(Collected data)
↓↓↓
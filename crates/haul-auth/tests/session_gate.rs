//! Resolver, context, and guard wired together the way a screen uses them.

use std::sync::{Arc, Mutex};
use std::time::Duration;

use chrono::Utc;
use haul_auth::cache::DEFAULT_SESSION_TTL;
use haul_auth::{
    AuthContext, GuardEffects, GuardRoutes, ManualClock, MemoryBackend, RoleGuard, SessionCache,
    SessionResolver,
};
use haul_core::{Identity, Role, SessionStatus};
use pretty_assertions::assert_eq;
use tempfile::TempDir;

#[derive(Debug, Clone, PartialEq, Eq)]
enum Effect {
    Notify,
    Navigate(String),
    Render,
}

#[derive(Default)]
struct Screen {
    effects: Mutex<Vec<Effect>>,
}

impl Screen {
    fn effects(&self) -> Vec<Effect> {
        self.effects.lock().expect("effects").clone()
    }
}

impl GuardEffects for Screen {
    fn notify(&self, _message: &str) {
        self.effects.lock().expect("effects").push(Effect::Notify);
    }
    fn navigate(&self, route: &str) {
        self.effects
            .lock()
            .expect("effects")
            .push(Effect::Navigate(route.into()));
    }
    fn render(&self) {
        self.effects.lock().expect("effects").push(Effect::Render);
    }
}

fn context(dir: &TempDir, backend: &MemoryBackend) -> AuthContext<MemoryBackend> {
    let clock = ManualClock::new(Utc::now());
    let cache = SessionCache::new(dir.path(), "gate", DEFAULT_SESSION_TTL, Arc::new(clock));
    AuthContext::new(SessionResolver::new(Arc::new(backend.clone()), cache))
}

fn watch_screen(
    context: &AuthContext<MemoryBackend>,
    required: Role,
) -> (Arc<Screen>, tokio::task::JoinHandle<()>) {
    let screen = Arc::new(Screen::default());
    let guard = RoleGuard::new(required, GuardRoutes::default(), Arc::clone(&screen));
    let task = tokio::spawn(guard.watch(context.subscribe()));
    (screen, task)
}

#[tokio::test(start_paused = true)]
async fn signed_out_visitor_is_sent_to_public_route() {
    let dir = TempDir::new().expect("tmp dir");
    let backend = MemoryBackend::new();
    let context = context(&dir, &backend);
    let (screen, task) = watch_screen(&context, Role::Driver);

    tokio::task::yield_now().await;
    assert!(screen.effects().is_empty(), "checking has no side effects");

    let snapshot = context.refresh().await;
    assert_eq!(snapshot.status(), SessionStatus::SignedOut);

    tokio::time::sleep(Duration::from_millis(2100)).await;
    assert_eq!(
        screen.effects(),
        vec![Effect::Notify, Effect::Navigate("/".into())]
    );
    task.abort();
}

#[tokio::test(start_paused = true)]
async fn wrong_role_is_sent_to_dashboard() {
    let dir = TempDir::new().expect("tmp dir");
    let backend = MemoryBackend::new();
    backend.sign_in(Identity::new("u-1"));
    backend.set_role("u-1", Some(Role::Driver));
    let context = context(&dir, &backend);
    let (screen, task) = watch_screen(&context, Role::Dispatcher);

    context.refresh().await;
    tokio::time::sleep(Duration::from_secs(3)).await;
    assert_eq!(
        screen.effects(),
        vec![Effect::Notify, Effect::Navigate("/dashboard".into())]
    );
    task.abort();
}

#[tokio::test(start_paused = true)]
async fn matching_role_renders_content() {
    let dir = TempDir::new().expect("tmp dir");
    let backend = MemoryBackend::new();
    backend.sign_in(Identity::new("u-admin"));
    backend.set_role("u-admin", Some(Role::Admin));
    let context = context(&dir, &backend);
    let (screen, task) = watch_screen(&context, Role::Admin);

    context.refresh().await;
    tokio::time::sleep(Duration::from_secs(3)).await;
    assert_eq!(screen.effects(), vec![Effect::Render]);
    task.abort();
}

#[tokio::test(start_paused = true)]
async fn role_granted_mid_delay_cancels_redirect() {
    let dir = TempDir::new().expect("tmp dir");
    let backend = MemoryBackend::new();
    backend.sign_in(Identity::new("u-1"));
    backend.set_role("u-1", Some(Role::Driver));
    let context = context(&dir, &backend);
    let (screen, task) = watch_screen(&context, Role::Admin);

    context.refresh().await;
    tokio::time::sleep(Duration::from_secs(1)).await;

    backend.set_role("u-1", Some(Role::Admin));
    let snapshot = context.refresh_fresh().await;
    assert_eq!(snapshot.role, Some(Role::Admin));

    tokio::time::sleep(Duration::from_secs(5)).await;
    let effects = screen.effects();
    assert!(
        !effects.iter().any(|e| matches!(e, Effect::Navigate(_))),
        "redirect should have been cancelled: {effects:?}"
    );
    assert_eq!(effects.last(), Some(&Effect::Render));
    task.abort();
}

#[tokio::test(start_paused = true)]
async fn backend_failure_notifies_without_redirect() {
    let dir = TempDir::new().expect("tmp dir");
    let backend = MemoryBackend::new();
    backend.fail_identity_lookups(Some("connection reset"));
    let context = context(&dir, &backend);
    let (screen, task) = watch_screen(&context, Role::Client);

    let snapshot = context.refresh().await;
    assert!(snapshot.error.is_some());

    tokio::time::sleep(Duration::from_secs(5)).await;
    assert_eq!(screen.effects(), vec![Effect::Notify]);
    task.abort();
}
↑↑↑
> _Task requirements_
The full set of data above must come back exactly as written.

> _Exercise answer_
filename crates/haul-auth/tests/session_gate.rs
//! Resolver, context, and guard wired together the way a screen uses them.

use std::sync::{Arc, Mutex};
use std::time::Duration;

use chrono::Utc;
use haul_auth::cache::DEFAULT_SESSION_TTL;
use haul_auth::{
    AuthContext, GuardEffects, GuardRoutes, ManualClock, MemoryBackend, RoleGuard, SessionCache,
    SessionResolver,
};
use haul_core::{Identity, Role, SessionStatus};
use pretty_assertions::assert_eq;
use tempfile::TempDir;

#[derive(Debug, Clone, PartialEq, Eq)]
enum Effect {
    Notify,
    Navigate(String),
    Render,
}

#[derive(Default)]
struct Screen {
    effects: Mutex<Vec<Effect>>,
}

impl Screen {
    fn effects(&self) -> Vec<Effect> {
        self.effects.lock().expect("effects").clone()
    }
}

impl GuardEffects for Screen {
    fn notify(&self, _message: &str) {
        self.effects.lock().expect("effects").push(Effect::Notify);
    }
    fn navigate(&self, route: &str) {
        self.effects
            .lock()
            .expect("effects")
            .push(Effect::Navigate(route.into()));
    }
    fn render(&self) {
        self.effects.lock().expect("effects").push(Effect::Render);
    }
}

fn context(dir: &TempDir, backend: &MemoryBackend) -> AuthContext<MemoryBackend> {
    let clock = ManualClock::new(Utc::now());
    let cache = SessionCache::new(dir.path(), "gate", DEFAULT_SESSION_TTL, Arc::new(clock));
    AuthContext::new(SessionResolver::new(Arc::new(backend.clone()), cache))
}

fn watch_screen(
    context: &AuthContext<MemoryBackend>,
    required: Role,
) -> (Arc<Screen>, tokio::task::JoinHandle<()>) {
    let screen = Arc::new(Screen::default());
    let guard = RoleGuard::new(required, GuardRoutes::default(), Arc::clone(&screen));
    let task = tokio::spawn(guard.watch(context.subscribe()));
    (screen, task)
}

#[tokio::test(start_paused = true)]
async fn signed_out_visitor_is_sent_to_public_route() {
    let dir = TempDir::new().expect("tmp dir");
    let backend = MemoryBackend::new();
    let context = context(&dir, &backend);
    let (screen, task) = watch_screen(&context, Role::Driver);

    tokio::task::yield_now().await;
    assert!(screen.effects().is_empty(), "checking has no side effects");

    let snapshot = context.refresh().await;
    assert_eq!(snapshot.status(), SessionStatus::SignedOut);

    tokio::time::sleep(Duration::from_millis(2100)).await;
    assert_eq!(
        screen.effects(),
        vec![Effect::Notify, Effect::Navigate("/".into())]
    );
    task.abort();
}

#[tokio::test(start_paused = true)]
async fn wrong_role_is_sent_to_dashboard() {
    let dir = TempDir::new().expect("tmp dir");
    let backend = MemoryBackend::new();
    backend.sign_in(Identity::new("u-1"));
    backend.set_role("u-1", Some(Role::Driver));
    let context = context(&dir, &backend);
    let (screen, task) = watch_screen(&context, Role::Dispatcher);

    context.refresh().await;
    tokio::time::sleep(Duration::from_secs(3)).await;
    assert_eq!(
        screen.effects(),
        vec![Effect::Notify, Effect::Navigate("/dashboard".into())]
    );
    task.abort();
}

#[tokio::test(start_paused = true)]
async fn matching_role_renders_content() {
    let dir = TempDir::new().expect("tmp dir");
    let backend = MemoryBackend::new();
    backend.sign_in(Identity::new("u-admin"));
    backend.set_role("u-admin", Some(Role::Admin));
    let context = context(&dir, &backend);
    let (screen, task) = watch_screen(&context, Role::Admin);

    context.refresh().await;
    tokio::time::sleep(Duration::from_secs(3)).await;
    assert_eq!(screen.effects(), vec![Effect::Render]);
    task.abort();
}

#[tokio::test(start_paused = true)]
async fn role_granted_mid_delay_cancels_redirect() {
    let dir = TempDir::new().expect("tmp dir");
    let backend = MemoryBackend::new();
    backend.sign_in(Identity::new("u-1"));
    backend.set_role("u-1", Some(Role::Driver));
    let context = context(&dir, &backend);
    let (screen, task) = watch_screen(&context, Role::Admin);

    context.refresh().await;
    tokio::time::sleep(Duration::from_secs(1)).await;

    backend.set_role("u-1", Some(Role::Admin));
    let snapshot = context.refresh_fresh().await;
    assert_eq!(snapshot.role, Some(Role::Admin));

    tokio::time::sleep(Duration::from_secs(5)).await;
    let effects = screen.effects();
    assert!(
        !effects.iter().any(|e| matches!(e, Effect::Navigate(_))),
        "redirect should have been cancelled: {effects:?}"
    );
    assert_eq!(effects.last(), Some(&Effect::Render));
    task.abort();
}

#[tokio::test(start_paused = true)]
async fn backend_failure_notifies_without_redirect() {
    let dir = TempDir::new().expect("tmp dir");
    let backend = MemoryBackend::new();
    backend.fail_identity_lookups(Some("connection reset"));
    let context = context(&dir, &backend);
    let (screen, task) = watch_screen(&context, Role::Client);

    let snapshot = context.refresh().await;
    assert!(snapshot.error.is_some());

    tokio::time::sleep(Duration::from_secs(5)).await;
    assert_eq!(screen.effects(), vec![Effect::Notify]);
    task.abort();
}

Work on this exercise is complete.